Fairfax (Oklahoma), anni venti. Grazie al petrolio scoperto nelle loro terre, gli indiani della nazione Osage sono diventati ricchissimi. Il loro denaro fa gola ai bianchi, che non si accontentano più di fargli soltanto da amministratori, come deciso dallo stato, ma desiderano mettere le mani sui loro diritti petroliferi. Il potente William Hale, che si proclama amico dei nativi ma è in realtà interessato al loro patrimonio, convince l’imbelle nipote Ernest a sposare la Osage Molly, per poi manipolarlo affinché lo aiuti a far fuori chiunque si ponga tra lui e la ragguardevole eredità della donna. Venuto a conoscenza dell’impressionante serie di delitti avvenuti nella piccola contea di Fairfax, il presidente Coolidge manda gli agenti del neonato FBI ad indagare…
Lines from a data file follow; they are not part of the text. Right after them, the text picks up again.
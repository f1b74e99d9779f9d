//! Unique-keyed record directories.
//!
//! Both the patient and doctor directories are a [`Registry`]: an ordered map whose only
//! insertion path refuses an occupied key without touching the stored record.

use std::borrow::Borrow;
use std::collections::btree_map::{BTreeMap, Entry};

#[derive(Clone, Debug)]
pub struct Registry<K, V> {
    entries: BTreeMap<K, V>,
}

impl<K: Ord, V> Default for Registry<K, V> {
    fn default() -> Self {
        Self {
            entries: BTreeMap::new(),
        }
    }
}

impl<K: Ord, V> Registry<K, V> {
    pub fn new() -> Self {
        Self::default()
    }

    /// Insert `value` under `key` unless the key is already taken.
    ///
    /// On collision the rejected value is handed back and the stored record is left untouched.
    pub fn insert_if_absent(&mut self, key: K, value: V) -> Result<&mut V, V> {
        match self.entries.entry(key) {
            Entry::Vacant(slot) => Ok(slot.insert(value)),
            Entry::Occupied(_) => Err(value),
        }
    }

    pub fn get<Q>(&self, key: &Q) -> Option<&V>
    where
        K: Borrow<Q>,
        Q: Ord + ?Sized,
    {
        self.entries.get(key)
    }

    pub fn get_mut<Q>(&mut self, key: &Q) -> Option<&mut V>
    where
        K: Borrow<Q>,
        Q: Ord + ?Sized,
    {
        self.entries.get_mut(key)
    }

    pub fn contains<Q>(&self, key: &Q) -> bool
    where
        K: Borrow<Q>,
        Q: Ord + ?Sized,
    {
        self.entries.contains_key(key)
    }

    /// Records in ascending key order.
    pub fn values(&self) -> impl Iterator<Item = &V> {
        self.entries.values()
    }

    pub fn len(&self) -> usize {
        self.entries.len()
    }

    pub fn is_empty(&self) -> bool {
        self.entries.is_empty()
    }
}
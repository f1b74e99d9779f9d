//! Constants used throughout the ward core crate.

/// Largest number of beds a single ward may hold.
pub const MAX_WARD_BEDS: i64 = 10_000;

/// Environment variable naming the ward.
pub const WARD_NAME_ENV: &str = "WARD_NAME";

/// Environment variable holding the label of the first bed.
pub const WARD_FIRST_BED_ENV: &str = "WARD_FIRST_BED";

/// Environment variable holding the label of the last bed.
pub const WARD_LAST_BED_ENV: &str = "WARD_LAST_BED";

/// Label rendered in reports for a patient without a bed.
pub const UNASSIGNED_BED_LABEL: i64 = -1;
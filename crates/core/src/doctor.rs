//! Doctor records.

use crate::{HealthNumber, NonEmptyText};
use std::collections::BTreeSet;
use std::fmt;

/// Classification of a doctor.
///
/// No operation behaves differently per kind; the tag is carried for reporting.
#[derive(Clone, Copy, Debug, PartialEq, Eq, serde::Serialize)]
#[serde(rename_all = "snake_case")]
pub enum DoctorKind {
    General,
    Surgeon,
}

impl DoctorKind {
    pub fn from_is_surgeon(is_surgeon: bool) -> Self {
        if is_surgeon {
            DoctorKind::Surgeon
        } else {
            DoctorKind::General
        }
    }
}

impl fmt::Display for DoctorKind {
    fn fmt(&self, f: &mut fmt::Formatter<'_>) -> fmt::Result {
        match self {
            DoctorKind::General => write!(f, "Doctor"),
            DoctorKind::Surgeon => write!(f, "Surgeon"),
        }
    }
}

#[derive(Clone, Debug, PartialEq, Eq, serde::Serialize)]
pub struct Doctor {
    name: NonEmptyText,
    kind: DoctorKind,
    pub(crate) patients: BTreeSet<HealthNumber>,
}

impl Doctor {
    pub fn new(name: NonEmptyText, kind: DoctorKind) -> Self {
        Self {
            name,
            kind,
            patients: BTreeSet::new(),
        }
    }

    pub fn name(&self) -> &NonEmptyText {
        &self.name
    }

    pub fn kind(&self) -> DoctorKind {
        self.kind
    }

    pub fn is_surgeon(&self) -> bool {
        self.kind == DoctorKind::Surgeon
    }

    pub fn has_patient(&self, health_number: HealthNumber) -> bool {
        self.patients.contains(&health_number)
    }

    /// Health numbers of this doctor's patients, in ascending order.
    pub fn patients(&self) -> impl Iterator<Item = HealthNumber> + '_ {
        self.patients.iter().copied()
    }
}

impl fmt::Display for Doctor {
    fn fmt(&self, f: &mut fmt::Formatter<'_>) -> fmt::Result {
        writeln!(f, "\n{} name: {}", self.kind, self.name)?;
        let patients: Vec<String> = self.patients.iter().map(ToString::to_string).collect();
        writeln!(f, "Patients: [{}]", patients.join(", "))
    }
}
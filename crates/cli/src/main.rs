//! `ward`: run a single-ward hospital session.
//!
//! The ward layout comes from flags, the environment or a `.env` file; when it is incomplete the
//! operator is prompted for it. Operator input is read from stdin, or replayed from `--script`.
//!
//! # Environment Variables
//! - `WARD_NAME`: name of the ward
//! - `WARD_FIRST_BED`: label of the first bed
//! - `WARD_LAST_BED`: label of the last bed
//! - `RUST_LOG`: log filter (default: `ward_core=info,ward_console=info`)

use anyhow::Context;
use clap::Parser;
use std::fs::File;
use std::io::{self, BufRead, BufReader, Write};
use std::path::PathBuf;
use tracing_subscriber::{layer::SubscriberExt, util::SubscriberInitExt};
use ward_console::Console;
use ward_core::constants::{WARD_FIRST_BED_ENV, WARD_LAST_BED_ENV, WARD_NAME_ENV};
use ward_core::WardConfig;

#[derive(Parser)]
#[command(name = "ward")]
#[command(about = "Single-ward hospital console")]
struct Cli {
    /// Name of the ward
    #[arg(long, env = WARD_NAME_ENV)]
    ward_name: Option<String>,
    /// Label of the first bed
    #[arg(long, env = WARD_FIRST_BED_ENV)]
    first_bed: Option<String>,
    /// Label of the last bed
    #[arg(long, env = WARD_LAST_BED_ENV)]
    last_bed: Option<String>,
    /// Replay operator input from this file instead of stdin
    #[arg(long)]
    script: Option<PathBuf>,
    /// Also print the final state as JSON
    #[arg(long)]
    json: bool,
}

fn main() -> anyhow::Result<()> {
    dotenvy::dotenv().ok();

    tracing_subscriber::registry()
        .with(
            tracing_subscriber::EnvFilter::from_default_env()
                .add_directive("ward_core=info".parse()?)
                .add_directive("ward_console=info".parse()?),
        )
        .with(tracing_subscriber::fmt::layer().with_writer(io::stderr))
        .init();

    let cli = Cli::parse();

    let cfg = WardConfig::from_env_values(cli.ward_name, cli.first_bed, cli.last_bed)
        .context("invalid ward configuration")?;

    let input: Box<dyn BufRead> = match &cli.script {
        Some(path) => {
            tracing::info!("replaying operator input from {}", path.display());
            let file = File::open(path)
                .with_context(|| format!("failed to open script {}", path.display()))?;
            Box::new(BufReader::new(file))
        }
        None => Box::new(io::stdin().lock()),
    };

    let stdout = io::stdout();
    let mut console = Console::new(input, stdout.lock());
    let system = console.run(cfg)?;

    if cli.json {
        let json = system.to_json().context("failed to serialise final state")?;
        let (_, mut output) = console.into_inner();
        writeln!(output, "{json}")?;
    }

    Ok(())
}
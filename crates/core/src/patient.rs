//! Patient records.
//!
//! A patient refers to its doctors by name only. The bed label is owned jointly with the
//! [`Ward`](crate::Ward): only [`HospitalSystem`](crate::HospitalSystem) changes either side, and
//! always both together.

use crate::constants::UNASSIGNED_BED_LABEL;
use crate::{BedLabel, HealthNumber, NonEmptyText};
use std::collections::BTreeSet;
use std::fmt;

#[derive(Clone, Debug, PartialEq, Eq, serde::Serialize)]
pub struct Patient {
    name: NonEmptyText,
    health_number: HealthNumber,
    pub(crate) bed_label: Option<BedLabel>,
    pub(crate) doctors: BTreeSet<NonEmptyText>,
}

impl Patient {
    /// A newly registered patient has no bed and no doctors.
    pub fn new(name: NonEmptyText, health_number: HealthNumber) -> Self {
        Self {
            name,
            health_number,
            bed_label: None,
            doctors: BTreeSet::new(),
        }
    }

    pub fn name(&self) -> &NonEmptyText {
        &self.name
    }

    pub fn health_number(&self) -> HealthNumber {
        self.health_number
    }

    /// The bed this patient occupies, if any.
    pub fn bed_label(&self) -> Option<BedLabel> {
        self.bed_label
    }

    pub fn has_doctor(&self, name: &str) -> bool {
        self.doctors.contains(name)
    }

    /// Names of the doctors caring for this patient, in name order.
    pub fn doctors(&self) -> impl Iterator<Item = &NonEmptyText> {
        self.doctors.iter()
    }
}

impl fmt::Display for Patient {
    fn fmt(&self, f: &mut fmt::Formatter<'_>) -> fmt::Result {
        let bed = self.bed_label.unwrap_or(UNASSIGNED_BED_LABEL);
        writeln!(f, "\nName: {}", self.name)?;
        writeln!(f, "Health number: {}", self.health_number)?;
        writeln!(f, "Bed label: {bed}")?;
        let doctors: Vec<&str> = self.doctors.iter().map(NonEmptyText::as_str).collect();
        writeln!(f, "Doctors: [{}]", doctors.join(", "))
    }
}

#[cfg(test)]
mod tests {
    use super::*;

    #[test]
    fn display_renders_unassigned_bed_as_sentinel() {
        let patient = Patient::new(NonEmptyText::new("Ann").unwrap(), HealthNumber::new(100));
        let rendered = patient.to_string();
        assert!(rendered.contains("Health number: 100"));
        assert!(rendered.contains("Bed label: -1"));
        assert!(rendered.contains("Doctors: []"));
    }

    #[test]
    fn has_doctor_matches_by_name() {
        let mut patient = Patient::new(NonEmptyText::new("Ann").unwrap(), HealthNumber::new(100));
        patient.doctors.insert(NonEmptyText::new("Lee").unwrap());
        assert!(patient.has_doctor("Lee"));
        assert!(!patient.has_doctor("Kim"));
        assert_eq!(patient.doctors().count(), 1);
    }
}
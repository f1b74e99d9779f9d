/// Menu shown before every selection.
pub const MENU: &str = "Please select an operation to do\
\n0: quit\
\n1: add a new patient\
\n2: add a new doctor\
\n3: assign a doctor to a patient\
\n4: display the empty beds of the ward\
\n5: assign a patient a bed\
\n6: release a patient\
\n7: drop doctor-patient association\
\n8: display current system state\
\nEnter the number of your selection: ";

/// One operator request, identified by its menu selector.
#[derive(Clone, Copy, Debug, PartialEq, Eq)]
pub enum Command {
    Quit,
    AddPatient,
    AddDoctor,
    AssignDoctorToPatient,
    DisplayEmptyBeds,
    AssignBed,
    ReleasePatient,
    DropAssociation,
    DisplaySystem,
}

impl Command {
    /// Map a menu selector to its command; `None` for anything outside `0..=8`.
    pub fn from_selector(selector: i64) -> Option<Self> {
        let command = match selector {
            0 => Command::Quit,
            1 => Command::AddPatient,
            2 => Command::AddDoctor,
            3 => Command::AssignDoctorToPatient,
            4 => Command::DisplayEmptyBeds,
            5 => Command::AssignBed,
            6 => Command::ReleasePatient,
            7 => Command::DropAssociation,
            8 => Command::DisplaySystem,
            _ => return None,
        };
        Some(command)
    }
}
use std::collections::HashMap;
use std::fmt;

use chrono::{DateTime, Utc};
use serde::{Deserialize, Serialize};
use sqlx::FromRow;
use uuid::Uuid;

#[derive(Debug, Serialize, Deserialize, Clone, Copy, PartialEq, Eq, Hash, sqlx::Type)]
#[serde(rename_all = "lowercase")]
#[sqlx(type_name = "activity_type", rename_all = "lowercase")]
pub enum ActivityType {
    Running,
    Cycling,
    Swimming,
    Walking,
    Gym,
}

impl fmt::Display for ActivityType {
    fn fmt(&self, f: &mut fmt::Formatter<'_>) -> fmt::Result {
        match self {
            ActivityType::Running => write!(f, "running"),
            ActivityType::Cycling => write!(f, "cycling"),
            ActivityType::Swimming => write!(f, "swimming"),
            ActivityType::Walking => write!(f, "walking"),
            ActivityType::Gym => write!(f, "gym"),
        }
    }
}

#[derive(Debug, Serialize, Deserialize, Clone, FromRow)]
pub struct Activity {
    pub id: Uuid,
    pub user_id: Uuid,
    #[serde(rename = "type")]
    pub activity_type: ActivityType,
    pub duration: f64,
    pub calories: Option<f64>,
    pub distance: Option<f64>,
    pub notes: Option<String>,
    pub date: Option<DateTime<Utc>>,
    pub created_at: DateTime<Utc>,
    pub updated_at: DateTime<Utc>,
}

impl Activity {
    /// The activity's logical date: the user-supplied date when present,
    /// the creation timestamp otherwise.
    pub fn logical_date(&self) -> DateTime<Utc> {
        self.date.unwrap_or(self.created_at)
    }
}

#[derive(Debug, Serialize, Deserialize, Clone)]
pub struct ActivityPayload {
    #[serde(rename = "type")]
    pub activity_type: ActivityType,
    pub duration: f64,
    #[serde(default)]
    pub calories: Option<f64>,
    #[serde(default)]
    pub distance: Option<f64>,
    #[serde(default)]
    pub notes: Option<String>,
    #[serde(default)]
    pub date: Option<DateTime<Utc>>,
}

impl ActivityPayload {
    pub fn validate(&self) -> Result<(), String> {
        if !self.duration.is_finite() || self.duration < 1.0 {
            return Err("duration must be at least 1 minute".into());
        }
        if let Some(calories) = self.calories {
            if !calories.is_finite() || calories < 0.0 {
                return Err("calories must be a non-negative number".into());
            }
        }
        if let Some(distance) = self.distance {
            if !distance.is_finite() || distance < 0.0 {
                return Err("distance must be a non-negative number".into());
            }
        }
        if let Some(notes) = &self.notes {
            if notes.len() > 500 {
                return Err("notes must be at most 500 characters".into());
            }
        }
        Ok(())
    }
}

#[derive(Debug, Deserialize, Clone, Copy, PartialEq, Eq)]
#[serde(rename_all = "lowercase")]
pub enum StatsPeriod {
    Week,
    Month,
    Year,
    All,
}

impl StatsPeriod {
    /// Number of days the period spans, `None` meaning unbounded.
    pub fn days(&self) -> Option<i64> {
        match self {
            StatsPeriod::Week => Some(7),
            StatsPeriod::Month => Some(30),
            StatsPeriod::Year => Some(365),
            StatsPeriod::All => None,
        }
    }

    pub fn as_str(&self) -> &'static str {
        match self {
            StatsPeriod::Week => "week",
            StatsPeriod::Month => "month",
            StatsPeriod::Year => "year",
            StatsPeriod::All => "all",
        }
    }
}

impl Default for StatsPeriod {
    fn default() -> Self {
        StatsPeriod::All
    }
}

#[derive(Debug, Serialize, Deserialize)]
pub struct ActivityStats {
    pub period: String,
    pub total_activities: usize,
    pub total_duration: f64,
    pub total_calories: f64,
    pub total_distance: f64,
    pub avg_duration: f64,
    pub by_type: HashMap<String, TypeBreakdown>,
}

#[derive(Debug, Serialize, Deserialize, Default)]
pub struct TypeBreakdown {
    pub count: usize,
    pub total_duration: f64,
    pub total_calories: f64,
    pub total_distance: f64,
}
Scritto dal regista con Eric Roth, il film si basa su un incredibile storia vera raccontata dal giornalista David Grann nel libro-saggio Gli assassini della terra rossa (titolo originale Killers of the Flower Moon: The Osage Murders and the Birth of the FBI), uscito nel 2017. La prima bozza della sceneggiatura, fedele al romanzo, manteneva il punto di vista degli agenti dell’FBI, con White protagonista (che infatti in principio doveva essere interpretato da DiCaprio). Scorsese decide di spostare il focus sui cattivi e sulla rete di connivenze e delitti che questi, inizialmente indisturbati (perché un indiano morto, anche se ricco, rimaneva sempre e comunque un indiano), poterono instaurare. Il risultato è un potente post-western con molte più automobili che cavalli, in cui Scorsese racconta con precisione antropologica un luogo mai raccontato, in cui gli indiani erano i ricchi e i bianchi (apparentemente) i loro sguatteri, per riflettere ancora una volta (come aveva già fatto con Gangs of New York) sugli albori violenti del capitalismo statunitense, così luccicante da contagiare anche i nativi, che non esitano ad assumere le peggiori abitudini dell’uomo bianco arricchito. Basterebbe soffermarsi sulle prime immagini, con la preziosa spiritualità indiana inebriata dal nero del petrolio sgorgante, per capire quanto Scorsese riesca ancora ad essere fortemente immaginifico e simbolico. Il regista costruisce la suspense di un giallo nonostante si conoscano sin dall’inizio i colpevoli degli omicidi, e dimostra di non aver mai perso il gusto di raccontare, di muovere la macchina da presa non tanto SOPRA quanto TRA i personaggi (memorabili i movimenti in piano sequenza di alcune scene concitate, ambientate dentro le mura delle case), di sfruttare la musica (memorabile, di Robbie Robertson) per dettare il ritmo in crescendo della narrazione.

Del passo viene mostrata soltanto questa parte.